Required action.
Report every line of the material that contains the string "kind".

Supplied records.
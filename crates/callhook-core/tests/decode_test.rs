//! Integration tests for dual-channel callback decoding.
//!
//! Feeds the same logical payload through the form and JSON channels and
//! verifies both produce the same record, that validation agrees, and that
//! re-serialization reproduces the provider's JSON byte for byte.

use anyhow::Result;
use callhook_core::{
    from_form, from_json, is_valid, ConferenceEndReason, ConferenceEvent, DecodeError,
    EventStatus, FormSchema, RecordingEvent, RecordingStatus, Validate,
};
use callhook_testing::{fixtures::scenarios, ConferenceEventBuilder, RecordingEventBuilder};

/// Decodes a payload through both channels and checks they agree.
///
/// Returns the decoded record after asserting validity and that the
/// serialized form reproduces `json` exactly.
fn decode_matched<T>(form: &str, json: &str) -> Result<T>
where
    T: FormSchema + Validate + serde::Serialize + PartialEq + std::fmt::Debug,
{
    let decoded_form: T = from_form(form)?;
    let decoded_json: T = from_json(json.as_bytes())?;

    assert_eq!(decoded_form, decoded_json, "channels disagree");
    assert!(is_valid(&decoded_form));
    assert_eq!(serde_json::to_string(&decoded_form)?, json);

    Ok(decoded_form)
}

/// Verifies a participant-mute callback decodes identically from form and
/// JSON payloads and re-serializes to the provider layout.
///
/// The form body uses a lowercase `muted` key, which must match the
/// canonical `Muted` field case-insensitively.
#[test]
fn participant_mute_callback_round_trips_on_both_channels() -> Result<()> {
    let form = "ConferenceSid=SID1234&FriendlyName=call-name&AccountSid=AID1234&muted=true&StatusCallbackEvent=participant-mute&Timestamp=Mon, 02 Jan 2006 15:04:05 -0700&CallSid=CA1234";
    let json = r#"{"ConferenceSid":"SID1234","FriendlyName":"call-name","AccountSid":"AID1234","SequenceNumber":0,"Timestamp":"Mon, 02 Jan 2006 15:04:05 -0700","StatusCallbackEvent":"participant-mute","CallSid":"CA1234","Muted":true}"#;

    let event: ConferenceEvent = decode_matched(form, json)?;

    assert_eq!(event.status_callback_event, EventStatus::ParticipantMute);
    assert_eq!(event.call_sid.as_deref(), Some("CA1234"));
    assert_eq!(event.muted, Some(true));
    assert_eq!(event.hold, None);
    Ok(())
}

/// Verifies a conference-end callback carrying an end reason decodes and
/// round-trips, including the plus-encoded free-text reason.
#[test]
fn conference_end_callback_round_trips_on_both_channels() -> Result<()> {
    let form = "ConferenceSid=SID1234&FriendlyName=call-name&AccountSid=AID1234&StatusCallbackEvent=conference-end&Timestamp=Mon, 02 Jan 2006 15:04:05 -0700&CallSidEndingConference=SID1234&ParticipantLabelEndingConference=PID1234&ReasonConferenceEnded=conference-ended-via-api&Reason=ended+by+host";
    let json = r#"{"ConferenceSid":"SID1234","FriendlyName":"call-name","AccountSid":"AID1234","SequenceNumber":0,"Timestamp":"Mon, 02 Jan 2006 15:04:05 -0700","StatusCallbackEvent":"conference-end","CallSidEndingConference":"SID1234","ParticipantLabelEndingConference":"PID1234","ReasonConferenceEnded":"conference-ended-via-api","Reason":"ended by host"}"#;

    let event: ConferenceEvent = decode_matched(form, json)?;

    assert_eq!(event.reason_conference_ended, Some(ConferenceEndReason::EndedViaApi));
    assert_eq!(event.reason.as_deref(), Some("ended by host"));
    assert_eq!(event.call_sid, None);
    Ok(())
}

/// Verifies an announcement-fail callback with the full participant flag
/// set decodes and round-trips.
#[test]
fn announcement_failure_callback_round_trips_on_both_channels() -> Result<()> {
    let form = "ConferenceSid=SID1234&FriendlyName=call-name&AccountSid=AID1234&Timestamp=Mon, 02 Jan 2006 15:04:05 -0700&StatusCallbackEvent=announcement-fail&CallSid=CA1234&muted=true&Hold=false&Coaching=false&EndConferenceOnExit=true&StartConferenceOnEnter=false&ReasonAnnouncementFailed=timeout&AnnounceUrl=http://some.url/file.mp4";
    let json = r#"{"ConferenceSid":"SID1234","FriendlyName":"call-name","AccountSid":"AID1234","SequenceNumber":0,"Timestamp":"Mon, 02 Jan 2006 15:04:05 -0700","StatusCallbackEvent":"announcement-fail","CallSid":"CA1234","Muted":true,"Hold":false,"Coaching":false,"EndConferenceOnExit":true,"StartConferenceOnEnter":false,"ReasonAnnouncementFailed":"timeout","AnnounceUrl":"http://some.url/file.mp4"}"#;

    let event: ConferenceEvent = decode_matched(form, json)?;

    assert_eq!(event.status_callback_event, EventStatus::AnnouncementFail);
    assert_eq!(event.reason_announcement_failed.as_deref(), Some("timeout"));
    assert_eq!(event.announce_url.as_deref(), Some("http://some.url/file.mp4"));
    assert_eq!(event.end_conference_on_exit, Some(true));
    assert_eq!(event.start_conference_on_enter, Some(false));
    Ok(())
}

/// Verifies a recording status callback decodes identically from both
/// channels and re-serializes to the provider layout.
#[test]
fn recording_callback_round_trips_on_both_channels() -> Result<()> {
    let form = "AccountSid=AID1234&ConferenceSid=SID1234&RecordingSid=RID1234&RecordingUrl=http://some.url/file.wav&RecordingStatus=completed&RecordingDuration=63&RecordingChannels=1&RecordingStartTime=Mon, 02 Jan 2006 15:04:05 -0700&RecordingSource=StartConferenceRecordingAPI";
    let json = r#"{"AccountSid":"AID1234","ConferenceSid":"SID1234","RecordingSid":"RID1234","RecordingUrl":"http://some.url/file.wav","RecordingStatus":"completed","RecordingDuration":63,"RecordingChannels":1,"RecordingStartTime":"Mon, 02 Jan 2006 15:04:05 -0700","RecordingSource":"StartConferenceRecordingAPI"}"#;

    let event: RecordingEvent = decode_matched(form, json)?;

    assert_eq!(event.recording_status, RecordingStatus::Completed);
    assert_eq!(event.recording_duration, 63);
    assert_eq!(event.recording_channels, 1);
    Ok(())
}

/// Verifies an unrecognized status token is rejected on both channels
/// with the offending value in the message.
#[test]
fn unknown_status_token_is_rejected_on_both_channels() {
    let builder = ConferenceEventBuilder::with_defaults()
        .field("StatusCallbackEvent", "conference-endXX");

    let form_err = from_form::<ConferenceEvent>(&builder.form_body()).unwrap_err();
    let json_err = from_json::<ConferenceEvent>(builder.json_body().as_bytes()).unwrap_err();

    for err in [form_err, json_err] {
        assert!(
            err.to_string().contains("unknown EventStatus value: conference-endXX"),
            "unexpected message: {err}"
        );
    }
}

/// Verifies an unrecognized end reason token is rejected on both channels.
#[test]
fn unknown_end_reason_token_is_rejected_on_both_channels() {
    let builder = ConferenceEventBuilder::with_defaults()
        .status(EventStatus::ConferenceEnd)
        .field("ReasonConferenceEnded", "conference-ended-via-apiXX");

    let form_err = from_form::<ConferenceEvent>(&builder.form_body()).unwrap_err();
    let json_err = from_json::<ConferenceEvent>(builder.json_body().as_bytes()).unwrap_err();

    for err in [form_err, json_err] {
        assert!(
            err.to_string().contains("unknown ConferenceEndReason value: conference-ended-via-apiXX"),
            "unexpected message: {err}"
        );
    }
}

/// Verifies a conference-end callback without an end reason decodes
/// structurally but fails validation on both channels.
#[test]
fn conference_end_without_reason_is_rejected_as_semantic() {
    let builder = ConferenceEventBuilder::with_defaults().status(EventStatus::ConferenceEnd);

    let form_err = from_form::<ConferenceEvent>(&builder.form_body()).unwrap_err();
    let json_err = from_json::<ConferenceEvent>(builder.json_body().as_bytes()).unwrap_err();

    for err in [form_err, json_err] {
        assert!(matches!(err, DecodeError::Validation(_)), "unexpected class: {err:?}");
        assert_eq!(err.to_string(), "decoded error: event ReasonConferenceEnded empty");
    }
}

/// Verifies an unrecognized recording status token is rejected on both
/// channels.
#[test]
fn unknown_recording_status_is_rejected_on_both_channels() {
    let builder = RecordingEventBuilder::with_defaults().field("RecordingStatus", "completedXX");

    let form_err = from_form::<RecordingEvent>(&builder.form_body()).unwrap_err();
    let json_err = from_json::<RecordingEvent>(builder.json_body().as_bytes()).unwrap_err();

    for err in [form_err, json_err] {
        assert!(
            err.to_string().contains("unknown RecordingStatus value: completedXX"),
            "unexpected message: {err}"
        );
    }
}

/// Verifies a payload missing the status field fails structurally rather
/// than semantically. The status has no default, so serde reports it.
#[test]
fn missing_status_field_is_a_structural_error() {
    let err =
        from_form::<ConferenceEvent>("ConferenceSid=SID1234&CallSid=CA1234").unwrap_err();
    assert!(matches!(err, DecodeError::Json(_)), "unexpected class: {err:?}");
    assert!(err.to_string().contains("missing field"), "unexpected message: {err}");

    let err = from_json::<ConferenceEvent>(br#"{"ConferenceSid":"SID1234"}"#).unwrap_err();
    assert!(matches!(err, DecodeError::Json(_)), "unexpected class: {err:?}");
    assert!(err.to_string().contains("missing field"), "unexpected message: {err}");
}

/// Verifies JSON `null` clears an optional field but is rejected on a
/// plain field, where only omission falls back to the zero value.
#[test]
fn json_null_is_accepted_only_for_optional_fields() {
    let event: ConferenceEvent = from_json(
        br#"{"ConferenceSid":"SID1234","StatusCallbackEvent":"participant-join","CallSid":null,"Muted":null}"#,
    )
    .unwrap();
    assert_eq!(event.call_sid, None);
    assert_eq!(event.muted, None);

    // Cleared optionals serialize as omitted, not as null.
    let json = serde_json::to_string(&event).unwrap();
    assert!(!json.contains("CallSid"), "unexpected serialization: {json}");

    let err = from_json::<ConferenceEvent>(
        br#"{"ConferenceSid":null,"StatusCallbackEvent":"participant-join"}"#,
    )
    .unwrap_err();
    assert!(matches!(err, DecodeError::Json(_)), "unexpected class: {err:?}");
    assert!(err.to_string().contains("invalid type"), "unexpected message: {err}");
}

/// Verifies form keys match the canonical names case-insensitively while
/// output always uses the canonical spelling.
#[test]
fn form_keys_match_case_insensitively() {
    let event: ConferenceEvent = from_form(
        "CONFERENCESID=SID1234&statuscallbackevent=participant-join&callsid=CA1234",
    )
    .unwrap();

    assert_eq!(event.conference_sid, "SID1234");
    assert_eq!(event.status_callback_event, EventStatus::ParticipantJoin);

    let json = serde_json::to_string(&event).unwrap();
    assert!(json.contains(r#""ConferenceSid":"SID1234""#));
    assert!(json.contains(r#""StatusCallbackEvent":"participant-join""#));
}

/// Verifies keys outside the record's schema are ignored instead of
/// rejected.
#[test]
fn unknown_form_keys_are_ignored() {
    let event: ConferenceEvent = from_form(
        "StatusCallbackEvent=participant-join&NotAField=anything&AnotherOne=42",
    )
    .unwrap();

    assert_eq!(event.status_callback_event, EventStatus::ParticipantJoin);
    assert_eq!(event.conference_sid, "");
}

/// Verifies an empty form value is treated as if the key were absent.
#[test]
fn empty_form_values_are_treated_as_absent() {
    let event: ConferenceEvent =
        from_form("StatusCallbackEvent=participant-leave&CallSid=&Muted=").unwrap();

    assert_eq!(event.call_sid, None);
    assert_eq!(event.muted, None);

    // An empty status is absent too, which makes the payload structurally
    // incomplete rather than an unknown token.
    let err = from_form::<ConferenceEvent>("StatusCallbackEvent=").unwrap_err();
    assert!(matches!(err, DecodeError::Json(_)), "unexpected class: {err:?}");
}

/// Verifies the first occurrence wins when a form key repeats.
#[test]
fn repeated_form_keys_keep_the_first_value() {
    let event: ConferenceEvent = from_form(
        "StatusCallbackEvent=participant-join&CallSid=CA_first&CallSid=CA_second&callsid=CA_third",
    )
    .unwrap();

    assert_eq!(event.call_sid.as_deref(), Some("CA_first"));
}

/// Verifies a form value that cannot coerce to its field's kind reports
/// the field, the expected kind, and the raw value.
#[test]
fn malformed_form_values_report_the_coercion_failure() {
    let err = from_form::<ConferenceEvent>(
        "StatusCallbackEvent=participant-join&SequenceNumber=abc",
    )
    .unwrap_err();
    assert!(matches!(err, DecodeError::Form { .. }), "unexpected class: {err:?}");
    assert_eq!(err.to_string(), "form field SequenceNumber expects unsigned integer, got 'abc'");

    let err = from_form::<ConferenceEvent>(
        "StatusCallbackEvent=participant-join&Muted=maybe",
    )
    .unwrap_err();
    assert_eq!(err.to_string(), "form field Muted expects boolean, got 'maybe'");
}

/// Verifies scenario fixtures decode to the same record on both channels.
#[test]
fn scenario_payloads_decode_identically_on_both_channels() {
    let conference = scenarios::conference_end();
    let from_form_body: ConferenceEvent = from_form(&conference.form_body()).unwrap();
    let from_json_body: ConferenceEvent =
        from_json(conference.json_body().as_bytes()).unwrap();
    assert_eq!(from_form_body, from_json_body);
    assert_eq!(from_form_body.reason_conference_ended, Some(ConferenceEndReason::EndedViaApi));

    let recording = scenarios::recording_completed();
    let from_form_body: RecordingEvent = from_form(&recording.form_body()).unwrap();
    let from_json_body: RecordingEvent = from_json(recording.json_body().as_bytes()).unwrap();
    assert_eq!(from_form_body, from_json_body);
    assert_eq!(from_form_body.recording_status, RecordingStatus::Completed);
}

Output for this exercise.
/// Verifies a form value that cannot coerce to its field's kind reports
/// the field, the expected kind, and the raw value.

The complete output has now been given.